**Task directions:**
Reproduce each record below exactly as written.

**Excerpted data:**
__________________________________________________
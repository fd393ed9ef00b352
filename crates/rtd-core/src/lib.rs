//! rtd-core - Core library for rtd
//!
//! This crate provides the denial-constraint model shared by every rtd
//! component: strongly-typed attribute and cell references, predicate and
//! constraint parsing, and configuration loading from `rtd.yml`.

pub mod attribute;
pub mod cell;
pub mod config;
pub mod constraint;
pub mod error;
pub mod identifier;
pub mod operator;

pub use attribute::{Attribute, TupleVar};
pub use cell::Cell;
pub use config::{Config, DepthMode, EnumerationConfig, RecordKey, TargetConfig};
pub use constraint::{
    parse_constraints, parse_triples, DenialConstraint, Predicate, RawConstraint, RawPredicate,
};
pub use error::{CoreError, CoreResult};
pub use operator::Operator;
__________________________________________________
**Solution:**
repository fd393ed9ef00b352
filename crates/rtd-core/src/lib.rs
//! rtd-core - Core library for rtd
//!
//! This crate provides the denial-constraint model shared by every rtd
//! component: strongly-typed attribute and cell references, predicate and
//! constraint parsing, and configuration loading from `rtd.yml`.

pub mod attribute;
pub mod cell;
pub mod config;
pub mod constraint;
pub mod error;
pub mod identifier;
pub mod operator;

pub use attribute::{Attribute, TupleVar};
pub use cell::Cell;
pub use config::{Config, DepthMode, EnumerationConfig, RecordKey, TargetConfig};
pub use constraint::{
    parse_constraints, parse_triples, DenialConstraint, Predicate, RawConstraint, RawPredicate,
};
pub use error::{CoreError, CoreResult};
pub use operator::Operator;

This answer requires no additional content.